Barack Obama’s mediocre showing did, of course, not help. In his statements, the President used far too many sentences beginning with ‘and’, and unfortunately he frequently gave the impression of following a script. Or he was too tired from campaigning.
But if we leave style and rhetoric aside and concentrate on substance instead, Mitt Romney’s message is revealed as hugely simplistic. He plans no stimulus and also no new taxes. Instead he will cut expenditures in all areas except the military. He will relieve states from the burden of federal oversight, for instance with respect to health care, but will also cut their financing through the federal budget. And he will trust in economic growth for covering the budget deficit.
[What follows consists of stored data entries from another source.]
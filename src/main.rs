use anyhow::{bail, Result};
use std::sync::Arc;
use std::time::Duration;
use tracing_subscriber::{layer::SubscriberExt, util::SubscriberInitExt};
use user_files_panel::models::DownloadJobStatus;
use user_files_panel::services::{
    ApiClient, PageItem, PageView, PanelApi, PollerState, ProgressSink, UserListModel,
};
use user_files_panel::{Config, Panel};

#[tokio::main]
async fn main() -> Result<()> {
    // Initialize tracing
    tracing_subscriber::registry()
        .with(tracing_subscriber::EnvFilter::new(
            std::env::var("RUST_LOG").unwrap_or_else(|_| "warn,user_files_panel=info".into()),
        ))
        .with(tracing_subscriber::fmt::layer())
        .init();

    let config = Config::from_env()?;
    let args: Vec<String> = std::env::args().skip(1).collect();
    let command = args.first().map(String::as_str).unwrap_or("list");

    let api = Arc::new(ApiClient::new(config.api.clone()));

    match command {
        "list" => {
            let page: u32 = match args.get(1) {
                Some(raw) => raw.parse()?,
                None => 1,
            };
            let list = UserListModel::new(api, config.panel.per_page);
            if let Err(err) = list.load_page(page).await {
                bail!("{err}");
            }
            if let Some(view) = list.page_view() {
                print_page(&view);
            }
        }
        "download" => {
            let Some(raw) = args.get(1) else {
                bail!("usage: user-files-panel download <user_id>");
            };
            let user_id: i64 = raw.parse()?;
            let result = api.download_user_files(user_id).await?;
            println!("user {user_id}: {} file(s) -> {}", result.files_downloaded, result.path);
            if result.document_success {
                println!("  document files downloaded");
            }
            if result.address_success {
                println!("  address files downloaded");
            }
            if let Some(errors) = &result.errors {
                for error in errors {
                    println!("  partial failure: {error}");
                }
            }
        }
        "paths" => {
            let user_ids = args[1..]
                .iter()
                .map(|raw| raw.parse::<i64>())
                .collect::<Result<Vec<_>, _>>()?;
            if user_ids.is_empty() {
                bail!("usage: user-files-panel paths <user_id>...");
            }
            let entries = api.download_all_selected(&user_ids).await;
            for entry in &entries {
                println!("user {}: {}", entry.user_id, entry.path);
            }
            if entries.len() < user_ids.len() {
                println!("({} of {} users resolved)", entries.len(), user_ids.len());
            }
        }
        "start" => {
            api.start_download_job().await?;
            println!("bulk download started");
        }
        "stop" => {
            api.stop_download_job().await?;
            println!("bulk download stopped");
        }
        "status" => {
            let status = api.fetch_download_progress().await?;
            print_progress(&status);
        }
        "stats" => {
            let stats = api.fetch_download_stats().await?;
            println!(
                "users: {}  fully: {}  partially: {}  pending: {}  remaining: {}  ({:.1}%)",
                stats.total_users,
                stats.fully_downloaded,
                stats.partially_downloaded,
                stats.not_downloaded,
                stats.remaining,
                stats.progress_percent
            );
        }
        "watch" => {
            watch(&config).await?;
        }
        other => {
            bail!(
                "unknown command '{other}' (expected list | download | paths | start | stop | status | stats | watch)"
            );
        }
    }

    Ok(())
}

/// Follow a running bulk download until it reaches a terminal state,
/// printing each progress snapshot.
async fn watch(config: &Config) -> Result<()> {
    let panel = Panel::build(config, Arc::new(ConsoleSink));
    panel.init().await?;

    if panel.poller().state() != PollerState::Running {
        println!("no bulk download running");
        panel.shutdown();
        return Ok(());
    }

    while panel.poller().state() == PollerState::Running {
        tokio::time::sleep(Duration::from_millis(200)).await;
    }
    panel.shutdown();
    Ok(())
}

/// Progress sink that narrates to stdout.
struct ConsoleSink;

#[async_trait::async_trait]
impl ProgressSink for ConsoleSink {
    fn progress_updated(&self, status: &DownloadJobStatus) {
        print_progress(status);
    }

    fn controls_changed(&self, start_enabled: bool, _stop_enabled: bool) {
        if start_enabled {
            println!("job is no longer running");
        }
    }

    async fn refresh_users(&self) {}

    fn notify(&self, message: &str) {
        println!("{message}");
    }
}

fn print_progress(status: &DownloadJobStatus) {
    println!(
        "[{}] {} - {}/{} users ({} ok, {} failed, {} skipped), {} file(s), {}",
        status.status,
        status.percent_label(),
        status.processed_users,
        status.total_users,
        status.successful_users,
        status.failed_users,
        status.skipped_users,
        status.successful_files,
        status.human_duration()
    );
}

fn print_page(view: &PageView) {
    println!(
        "page {}/{} - {} users total, {} per page, sorted {}",
        view.page, view.total_pages, view.total, view.per_page, view.sort_order
    );
    println!(
        "{:>3} {:>10} {:>12} {:>9} {:>9} {:>9} {:>9}",
        "sel", "user_id", "citizenship", "doc_link", "document", "addr_link", "address"
    );
    for row in &view.rows {
        println!(
            "{:>3} {:>10} {:>12} {:>9} {:>9} {:>9} {:>9}",
            if row.selected { "[x]" } else { "[ ]" },
            row.user.user_id,
            row.user.citizenship_label(),
            if row.user.has_document_files() { "yes" } else { "-" },
            row.user.document,
            if row.user.has_address_files() { "yes" } else { "-" },
            row.user.address
        );
    }
    println!("{}", render_strip(view));
}

fn render_strip(view: &PageView) -> String {
    let strip = &view.pagination;
    let mut out = String::new();
    out.push_str(if strip.prev_enabled { "<< " } else { "   " });
    for item in &strip.items {
        match item {
            PageItem::Page { number, active: true } => out.push_str(&format!("[{number}] ")),
            PageItem::Page { number, active: false } => out.push_str(&format!("{number} ")),
            PageItem::Ellipsis => out.push_str("... "),
        }
    }
    out.push_str(if strip.next_enabled { ">>" } else { "  " });
    out
}
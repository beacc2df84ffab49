//! TCP stream client for the SPIDR readout.
//!
//! The readout module is the server; we connect as a client and consume its
//! raw byte stream. Reconnection with a short backoff is the default so the
//! decoder can be started before the readout.

use crate::{Error, Result};
use log::{debug, info, warn};
use std::io::Read;
use std::net::{SocketAddr, TcpStream, ToSocketAddrs};
use std::sync::atomic::{AtomicBool, Ordering};
use std::sync::Arc;
use std::time::Duration;

/// Receive buffer size. At tens of MB/s a modest buffer keeps latency low;
/// the ingest queue absorbs bursts.
const RECV_BUFFER_SIZE: usize = 8192;

/// Delay between reconnect attempts.
const RECONNECT_BACKOFF: Duration = Duration::from_millis(100);

/// Socket read timeout, so the stop flag is noticed promptly.
const READ_TIMEOUT: Duration = Duration::from_millis(100);

/// Client settings.
#[derive(Debug, Clone)]
pub struct TcpClientConfig {
    pub host: String,
    pub port: u16,
    /// Exit the receive loop when the peer closes instead of reconnecting.
    pub exit_on_disconnect: bool,
}

impl Default for TcpClientConfig {
    fn default() -> Self {
        Self {
            host: "127.0.0.1".to_owned(),
            port: 8085,
            exit_on_disconnect: false,
        }
    }
}

/// TCP client delivering word-aligned byte buffers to a callback.
///
/// Buffers handed to the callback are always a multiple of 8 bytes; the
/// trailing partial word of a read is carried into the next delivery.
pub struct TcpStreamClient {
    addr: SocketAddr,
    config: TcpClientConfig,
    stop: Arc<AtomicBool>,
}

impl TcpStreamClient {
    /// Resolves the configured address. Fails fast on a bad host or port so
    /// initialization errors surface before any data is consumed.
    pub fn new(config: TcpClientConfig, stop: Arc<AtomicBool>) -> Result<Self> {
        let target = format!("{}:{}", config.host, config.port);
        let addr = target
            .to_socket_addrs()
            .map_err(|_| Error::InvalidAddress(target.clone()))?
            .next()
            .ok_or_else(|| Error::InvalidAddress(target))?;
        Ok(Self { addr, config, stop })
    }

    /// Bytes still carried by the alignment buffer when the loop exited.
    /// These never formed a whole word and are dropped.
    pub fn run(&self, mut on_data: impl FnMut(&[u8])) -> u64 {
        let mut recv_buf = [0u8; RECV_BUFFER_SIZE];
        // Carry for the 1..7 trailing bytes of a read that split a word.
        let mut carry: Vec<u8> = Vec::with_capacity(8);
        let mut delivery: Vec<u8> = Vec::with_capacity(RECV_BUFFER_SIZE + 8);

        while !self.stop.load(Ordering::Relaxed) {
            let stream = match self.connect() {
                Ok(stream) => stream,
                Err(e) => {
                    debug!("connect to {} failed: {e}", self.addr);
                    std::thread::sleep(RECONNECT_BACKOFF);
                    continue;
                }
            };
            info!("connected to {}", self.addr);
            carry.clear();

            let disconnected = self.receive_loop(stream, &mut recv_buf, &mut carry, &mut delivery, &mut on_data);

            if disconnected && self.config.exit_on_disconnect {
                info!("peer closed, exiting on disconnect");
                break;
            }
        }
        carry.len() as u64
    }

    fn connect(&self) -> std::io::Result<TcpStream> {
        let stream = TcpStream::connect_timeout(&self.addr, Duration::from_secs(2))?;
        stream.set_nodelay(true)?;
        stream.set_read_timeout(Some(READ_TIMEOUT))?;
        Ok(stream)
    }

    /// Reads until stop or disconnect. Returns true if the peer closed the
    /// connection.
    fn receive_loop(
        &self,
        mut stream: TcpStream,
        recv_buf: &mut [u8],
        carry: &mut Vec<u8>,
        delivery: &mut Vec<u8>,
        on_data: &mut impl FnMut(&[u8]),
    ) -> bool {
        while !self.stop.load(Ordering::Relaxed) {
            let received = match stream.read(recv_buf) {
                Ok(0) => {
                    info!("peer closed connection");
                    return true;
                }
                Ok(n) => n,
                Err(e)
                    if e.kind() == std::io::ErrorKind::WouldBlock
                        || e.kind() == std::io::ErrorKind::TimedOut
                        || e.kind() == std::io::ErrorKind::Interrupted =>
                {
                    continue;
                }
                Err(e) => {
                    warn!("recv error: {e}, reconnecting");
                    return false;
                }
            };

            delivery.clear();
            delivery.extend_from_slice(carry);
            delivery.extend_from_slice(&recv_buf[..received]);
            carry.clear();

            let aligned = delivery.len() - delivery.len() % 8;
            if aligned < delivery.len() {
                carry.extend_from_slice(&delivery[aligned..]);
            }
            if aligned > 0 {
                on_data(&delivery[..aligned]);
            }
        }
        false
    }
}
//! streampix-core: Data model and statistics aggregation for live TPX3 decoding.
//!
//! This crate holds everything the streaming pipeline shares that is not the
//! wire format itself:
//!
//! - [`event`] - typed records produced by the packet decoders
//! - [`timing`] - clock constants and 30-bit timestamp extension
//! - [`stats`] - the statistics snapshot and worker partial accumulators
//! - [`processor`] - the lock-protected [`HitProcessor`] aggregate
//!
//! The bit-level decoders live in `streampix-tpx`; ingest and threading live
//! in `streampix-io`.

pub mod event;
pub mod processor;
pub mod stats;
pub mod timing;

pub use event::{
    ChunkMetadata, ExtraTimestamp, GlobalTime, PixelHit, SpidrControl, SpidrControlCmd, TdcEvent,
    TdcEventKind, Tpx3ControlCmd,
};
pub use processor::HitProcessor;
pub use stats::{PartialStats, RecentHitRing, ReorderStats, Statistics, MAX_CHIPS};
pub use timing::{extend_timestamp, TOA_TICK_SECONDS};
Here the question should have arisen: Where will the economic turnaround come from? Since Romney is not planning anything specific in order to boost the economy, other than not raising taxes, he either trusts that what the Obama administration has done so far will suffice, or he doesn’t really care.
Yet what struck me most about Romney’s plans was how his vision of the future United States bears a striking resemblance to the present European Union.
That is really bad news.
Mitt Romney wants to weaken American federalism—with regard to regulation and also with regard to financing. His argument rests on the assumption that flexibility is a good thing per se. States should function as democratic laboratories each coming up with their own solutions to pressing problems such as financial oversight, social insurance, health care or education. Under this model, the role of federal government is primarily that of coordination.
That is precisely what we have in the European Union—AND—the weaknesses of this model have been glaringly revealed by the present economic crisis. Today, the main reason why the world and American economies are not recovering as fast as they could, is because the European Union displays so much flexibility among its Member States that it has failed to achieve a level playing field between North and South besides requiring years to conclude it needs—and should fund—a mechanism similar to the Federal Reserve.
A European future for the United States—à-la-Romney—is not a good idea. That is not the road to growth. It is rather the road to stagnation.